Ha fatto molto discutere il caso della donna italiana che ha fermamente rifiutato di far tagliare il cordone ombelicale al figlio appena partorito. È successo il 15 settembre 2017 nel reparto di Ostetricia e Ginecologia dell’ospedale di San Daniele, nel Friuli Venezia Giulia: fulcro della questione sarebbe stata la forte convinzione religiosa della donna e del compagno, secondo la quale il cordone ombelicale del bambino dovesse cadere naturalmente, senza alcun aiuto medico (opinione religiosa successivamente soppiantata da una di natura più personale ed egoistica). Come riportato dal Messaggero Veneto, i medici avrebbero avvisato la coppia delle possibili complicazioni riguardo il mancato distacco del cordone, ma i genitori del piccolo sarebbero rimasti irremovibili sulla loro scelta “etica” e avrebbero inoltre minacciato di denunciare lo staff ospedaliero (riprendendo con un telefonino quanto stava accadendo) se avessero rimosso di loro iniziativa il cordone e condotto i consueti trattamenti medici rivolti a neonati e neomamme. Un caso che ha mosso non poco l’opinione pubblica e ha obbligato quindi i medici dell’ospedale di San Daniele a chiedere aiuto alla Procura perché, a loro avviso, le condizioni del neonato stavano peggiorando. Aiuto che, ovviamente, è arrivato: la Procura infatti ha reso disponibile l’intervento medico per salvare il bambino.

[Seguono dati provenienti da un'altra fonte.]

//! SQL text helpers and result decoding shared by the adapters
//!
//! The Snowflake REST API has no bind parameters, so identifiers and
//! literals are escaped here. Result cells come back as text and are
//! decoded into the audit model types.

use chrono::NaiveDate;
use migaudit_core::{ColumnDescriptor, DateCount, FetchError, RowSet};

/// Double-quote an identifier, doubling embedded quotes
pub fn quote_ident(ident: &str) -> String {
    format!("\"{}\"", ident.replace('"', "\"\""))
}

/// Single-quote a string literal, doubling embedded quotes
pub fn quote_literal(value: &str) -> String {
    format!("'{}'", value.replace('\'', "''"))
}

/// Days to subtract from the current date for the start of a trailing window
pub fn window_offset(days: u32) -> u32 {
    days.max(1) - 1
}

/// Parse a count cell
pub fn parse_count(cell: Option<&str>) -> Result<u64, FetchError> {
    let text = cell.ok_or_else(|| FetchError::InvalidResponse("count is NULL".to_string()))?;
    let text = text.trim();

    // NUMBER columns may arrive with a fractional part of zeros
    let integral = match text.split_once('.') {
        Some((whole, frac)) if frac.chars().all(|c| c == '0') => whole,
        _ => text,
    };

    integral
        .parse::<u64>()
        .map_err(|_| FetchError::InvalidResponse(format!("'{}' is not a row count", text)))
}

/// Parse a date cell, accepting a timestamp and keeping its date part
pub fn parse_date(cell: Option<&str>) -> Result<NaiveDate, FetchError> {
    let text = cell.ok_or_else(|| FetchError::InvalidResponse("date is NULL".to_string()))?;
    let text = text.trim();
    let day = text.get(..10).unwrap_or(text);

    NaiveDate::parse_from_str(day, "%Y-%m-%d")
        .map_err(|_| FetchError::InvalidResponse(format!("'{}' is not a date", text)))
}

/// Read the single count of a `SELECT COUNT(*)` result
pub fn single_count(rows: &RowSet) -> Result<u64, FetchError> {
    let row = rows
        .rows
        .first()
        .ok_or_else(|| FetchError::InvalidResponse("count query returned no rows".to_string()))?;

    parse_count(row.first().and_then(|c| c.as_deref()))
}

/// Decode `(date, count)` rows, newest first
pub fn date_counts(rows: &RowSet) -> Result<Vec<DateCount>, FetchError> {
    let mut counts = rows
        .rows
        .iter()
        .map(|row| {
            let date = parse_date(row.first().and_then(|c| c.as_deref()))?;
            let count = parse_count(row.get(1).and_then(|c| c.as_deref()))?;
            Ok(DateCount::new(date, count))
        })
        .collect::<Result<Vec<_>, FetchError>>()?;

    counts.sort_by(|a, b| b.date.cmp(&a.date));
    Ok(counts)
}

/// Decode `(column_name, data_type)` rows, keeping their order
pub fn column_list(rows: &RowSet) -> Result<Vec<ColumnDescriptor>, FetchError> {
    rows.rows
        .iter()
        .map(|row| {
            let name = row
                .first()
                .and_then(|c| c.clone())
                .ok_or_else(|| FetchError::InvalidResponse("column name is NULL".to_string()))?;
            let data_type = row.get(1).and_then(|c| c.clone()).unwrap_or_default();
            Ok(ColumnDescriptor::new(name, data_type))
        })
        .collect()
}

#[cfg(test)]
mod tests {
    use super::*;
    use pretty_assertions::assert_eq;

    fn rows(cells: &[&[Option<&str>]]) -> RowSet {
        RowSet::new(
            vec!["a".to_string(), "b".to_string()],
            cells
                .iter()
                .map(|r| r.iter().map(|c| c.map(str::to_string)).collect())
                .collect(),
        )
    }

    #[test]
    fn quoting_escapes_embedded_quotes() {
        assert_eq!(quote_ident("ORDERS"), "\"ORDERS\"");
        assert_eq!(quote_ident("we\"ird"), "\"we\"\"ird\"");
        assert_eq!(quote_literal("O'Brien"), "'O''Brien'");
    }

    #[test]
    fn window_offset_never_underflows() {
        assert_eq!(window_offset(5), 4);
        assert_eq!(window_offset(1), 0);
        assert_eq!(window_offset(0), 0);
    }

    #[test]
    fn counts_accept_number_formatting() {
        assert_eq!(parse_count(Some("42")).unwrap(), 42);
        assert_eq!(parse_count(Some(" 7.000 ")).unwrap(), 7);
        assert!(parse_count(Some("7.5")).is_err());
        assert!(parse_count(Some("-1")).is_err());
        assert!(parse_count(None).is_err());
    }

    #[test]
    fn dates_accept_timestamps() {
        let expected = NaiveDate::from_ymd_opt(2024, 9, 30).unwrap();
        assert_eq!(parse_date(Some("2024-09-30")).unwrap(), expected);
        assert_eq!(parse_date(Some("2024-09-30 12:00:00")).unwrap(), expected);
        assert!(parse_date(Some("yesterday")).is_err());
    }

    #[test]
    fn single_count_needs_a_row() {
        assert_eq!(single_count(&rows(&[&[Some("12")]])).unwrap(), 12);
        assert!(matches!(
            single_count(&RowSet::default()),
            Err(FetchError::InvalidResponse(_))
        ));
    }

    #[test]
    fn date_counts_are_sorted_newest_first() {
        let decoded = date_counts(&rows(&[
            &[Some("2024-10-01"), Some("3")],
            &[Some("2024-10-03"), Some("5")],
            &[Some("2024-10-02"), Some("4")],
        ]))
        .unwrap();

        let dates: Vec<String> = decoded.iter().map(|d| d.date.to_string()).collect();
        assert_eq!(dates, vec!["2024-10-03", "2024-10-02", "2024-10-01"]);
        assert_eq!(decoded[0].count, 5);
    }

    #[test]
    fn column_list_keeps_order() {
        let decoded = column_list(&rows(&[
            &[Some("ID"), Some("NUMBER")],
            &[Some("NAME"), Some("TEXT")],
        ]))
        .unwrap();

        assert_eq!(
            decoded,
            vec![
                ColumnDescriptor::new("ID", "NUMBER"),
                ColumnDescriptor::new("NAME", "TEXT"),
            ]
        );
    }
}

È un segno triste dei tempi, che dimostra a che punto è arrivata la medicina preventiva.

Ha annunciato il Procuratore capo della città di Udine, Antonio De Nicolo, aggiungendo informazioni rispetto la scelta della Procura di intervenire in questa controversa questione:

Ovviamente abbiamo risposto che devono salvare il bambino. La missione dei medici è salvare vite. Nel momento in cui sussiste un pericolo di vita, il trattamento sanitario va fatto. I medici devono essere liberi e sereni nello svolgere il loro lavoro per salvare i pazienti. Evitare le denunce è impossibile, ma qualora arrivasse, chiaramente archivieremo. Se al contrario il neonato fosse morto in assenza di intervento, in quel caso sì che avremmo aperto un fascicolo d’indagine.

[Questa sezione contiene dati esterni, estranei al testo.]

impl SnowflakeAdapter {
    /// Create an adapter; no session is opened until the first query
    pub fn new(config: OriginConfig) -> Self {
        Self { config }
    }

    pub fn config(&self) -> &OriginConfig {
        &self.config
    }

    /// Environment variables of required settings that are not configured
    pub fn missing_settings(&self) -> Vec<&'static str> {
        [
            ("ACCOUNT_SNOW", &self.config.account),
            ("USER_SNOW", &self.config.user),
            ("PASSWORD_SNOW", &self.config.password),
        ]
        .into_iter()
        .filter(|(_, value)| value.as_deref().map_or(true, |v| v.trim().is_empty()))
        .map(|(var, _)| var)
        .collect()
    }

    /// `"DB"."SCHEMA"."TABLE"`, or `"SCHEMA"."TABLE"` without a database
    pub fn qualified_name(table: &TableIdentifier) -> String {
        table
            .database
            .iter()
            .chain([&table.schema, &table.table])
            .map(|part| quote_ident(&KIND.normalize(part)))
            .collect::<Vec<_>>()
            .join(".")
    }

    /// INFORMATION_SCHEMA of the table's database, or of the session's
    fn catalog(table: &TableIdentifier) -> String {
        match &table.database {
            Some(db) => format!("{}.INFORMATION_SCHEMA", quote_ident(&KIND.normalize(db))),
            None => "INFORMATION_SCHEMA".to_string(),
        }
    }

    fn schema_filter(table: &TableIdentifier) -> String {
        format!(
            "TABLE_SCHEMA = {} AND TABLE_NAME = {}",
            quote_literal(&KIND.normalize(&table.schema)),
            quote_literal(&KIND.normalize(&table.table))
        )
    }

    pub fn exists_sql(table: &TableIdentifier) -> String {
        format!(
            "SELECT COUNT(*) AS TABLE_COUNT FROM {}.TABLES WHERE {}",
            Self::catalog(table),
            Self::schema_filter(table)
        )
    }

    pub fn sample_sql(table: &TableIdentifier, date_column: &str, date: NaiveDate, limit: u32) -> String {
        format!(
            "SELECT * FROM {} WHERE DATE({}) = {} LIMIT {}",
            Self::qualified_name(table),
            quote_ident(&KIND.normalize(date_column)),
            quote_literal(&date.format("%Y-%m-%d").to_string()),
            limit
        )
    }

    pub fn total_count_sql(table: &TableIdentifier) -> String {
        format!("SELECT COUNT(*) AS TOTAL_COUNT FROM {}", Self::qualified_name(table))
    }

    pub fn count_by_date_sql(table: &TableIdentifier, date_column: &str, days: u32) -> String {
        let column = quote_ident(&KIND.normalize(date_column));
        format!(
            "SELECT DATE({col}) AS EXTRACTION_DATE, COUNT(*) AS RECORD_COUNT \
             FROM {table} \
             WHERE DATE({col}) >= DATEADD(day, -{offset}, CURRENT_DATE()) \
             AND DATE({col}) <= CURRENT_DATE() \
             GROUP BY 1 ORDER BY 1 DESC",
            col = column,
            table = Self::qualified_name(table),
            offset = query::window_offset(days)
        )
    }

    pub fn columns_sql(table: &TableIdentifier) -> String {
        format!(
            "SELECT COLUMN_NAME, DATA_TYPE FROM {}.COLUMNS WHERE {} ORDER BY ORDINAL_POSITION",
            Self::catalog(table),
            Self::schema_filter(table)
        )
    }

    /// Open a session, run one statement and close the session
    #[cfg(feature = "snowflake")]
    async fn run(&self, sql: &str) -> Result<RowSet, FetchError> {
        use snowflake_api::{QueryResult, SnowflakeApi};

        let missing = self.missing_settings();
        if !missing.is_empty() {
            return Err(FetchError::ConnectionFailure(format!(
                "Snowflake credentials incomplete, set {}",
                missing.join(", ")
            )));
        }

        let account = self.config.account.as_deref().unwrap_or_default();
        let user = self.config.user.as_deref().unwrap_or_default();
        let password = self.config.password.as_deref().unwrap_or_default();

        tracing::debug!(account, "opening Snowflake session");
        let mut api = SnowflakeApi::with_password_auth(
            account,
            self.config.warehouse.as_deref(),
            self.config.database.as_deref(),
            self.config.schema.as_deref(),
            user,
            self.config.role.as_deref(),
            password,
        )
        .map_err(|e| FetchError::ConnectionFailure(format!(
            "Failed to set up Snowflake session for {}: {}",
            account, e
        )))?;

        let result = api.exec(sql).await;

        if let Err(e) = api.close_session().await {
            tracing::debug!(error = %e, "closing Snowflake session failed");
        }
        tracing::debug!(account, "Snowflake session closed");

        let result = result.map_err(|e| {
            let err_str = e.to_string();
            let lowered = err_str.to_lowercase();
            if lowered.contains("auth") || lowered.contains("login") || lowered.contains("connect") {
                FetchError::ConnectionFailure(err_str)
            } else {
                FetchError::QueryFailure(err_str)
            }
        })?;

        match result {
            QueryResult::Arrow(batches) => Ok(arrow_text::to_rowset(&batches)),
            QueryResult::Json(_) => Err(FetchError::InvalidResponse(
                "Unexpected JSON result format".to_string(),
            )),
            QueryResult::Empty => Ok(RowSet::default()),
        }
    }

    #[cfg(not(feature = "snowflake"))]
    async fn run(&self, _sql: &str) -> Result<RowSet, FetchError> {
        Err(FetchError::Configuration(
            "Snowflake support not compiled. Rebuild with: cargo build --features snowflake".to_string(),
        ))
    }

    async fn run_logged(&self, operation: &str, sql: &str) -> Result<RowSet, FetchError> {
        self.run(sql).await.map_err(|e| {
            tracing::warn!(operation, error = %e, "Snowflake query failed");
            e
        })
    }
}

Questo portato in esame non risulterebbe essere il primo caso di una consuetudine che, pian piano, starebbe prendendo piede nella nostra società. Tale si chiama Lotus Birth e si tratta di una pratica adottata da numerose donne la quale consiste nell’attendere il normale distaccamento della placenta e del cordone ombelicale. Il Lotus Birth risale ufficialmente al 1974 e prende il nome dell’infermiera americana Clair Lotus Day la quale per prima chiese che non venisse tagliato il cordone alla nascita del figlio.

Lotus Birth è il modo più dolce, sensibile e rispettoso per entrare nella vita. Il Lotus Birth è una bellissima e logica estensione della nascita naturale: ci invita a rispettare il cosiddetto secondamento, la fase in cui nasce la placenta, e ad onorare quest’ultima quale prima fonte di nutrimento del neonato.

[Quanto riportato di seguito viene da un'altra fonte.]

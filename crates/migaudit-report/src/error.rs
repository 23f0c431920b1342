/// Report error types
#[derive(Debug, thiserror::Error)]
pub enum ReportError {
    #[error("Font error: {0}")]
    FontError(String),

    #[error("Render error: {0}")]
    RenderError(String),

    #[error("Serialize error: {0}")]
    SerializeError(String),

    #[error("IO error: {0}")]
    IoError(String),

    #[error("Report file already exists: {0}")]
    AlreadyExists(String),
}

Si legge fra i post proposti dalla community italiana ufficiale di tale pratica. Un modo, quindi, per entrare in contatto con la vita in modo naturale e riguardoso. Secondo tale community, infatti, il distacco della placenta deve avvenire solamente quando entrambi, bambino e placenta, hanno realmente concluso il loro rapporto e sono quindi pronti al momento della separazione. Ma il Lotus Birth, diversamente da quanto sopracitato, è una pratica fortemente sconsigliata dalla Società Italiana di Neonatologia (SIN):

Mancano oggi evidenze scientifiche che ne dimostrino il reale vantaggio per la mamma e per il neonato e il pericolo di infezioni che potrebbero mettere a rischio la salute e anche la vita del bambino non è infondato. I vantaggi ipotizzati di un maggiore passaggio di sangue dalla placenta al neonato, infatti, vengono meno dopo pochi minuti, quando il cordone smette di pulsare, mentre elevato può essere il rischio di infezione.

Ha annunciato la SIN nel suo sito internet ufficiale.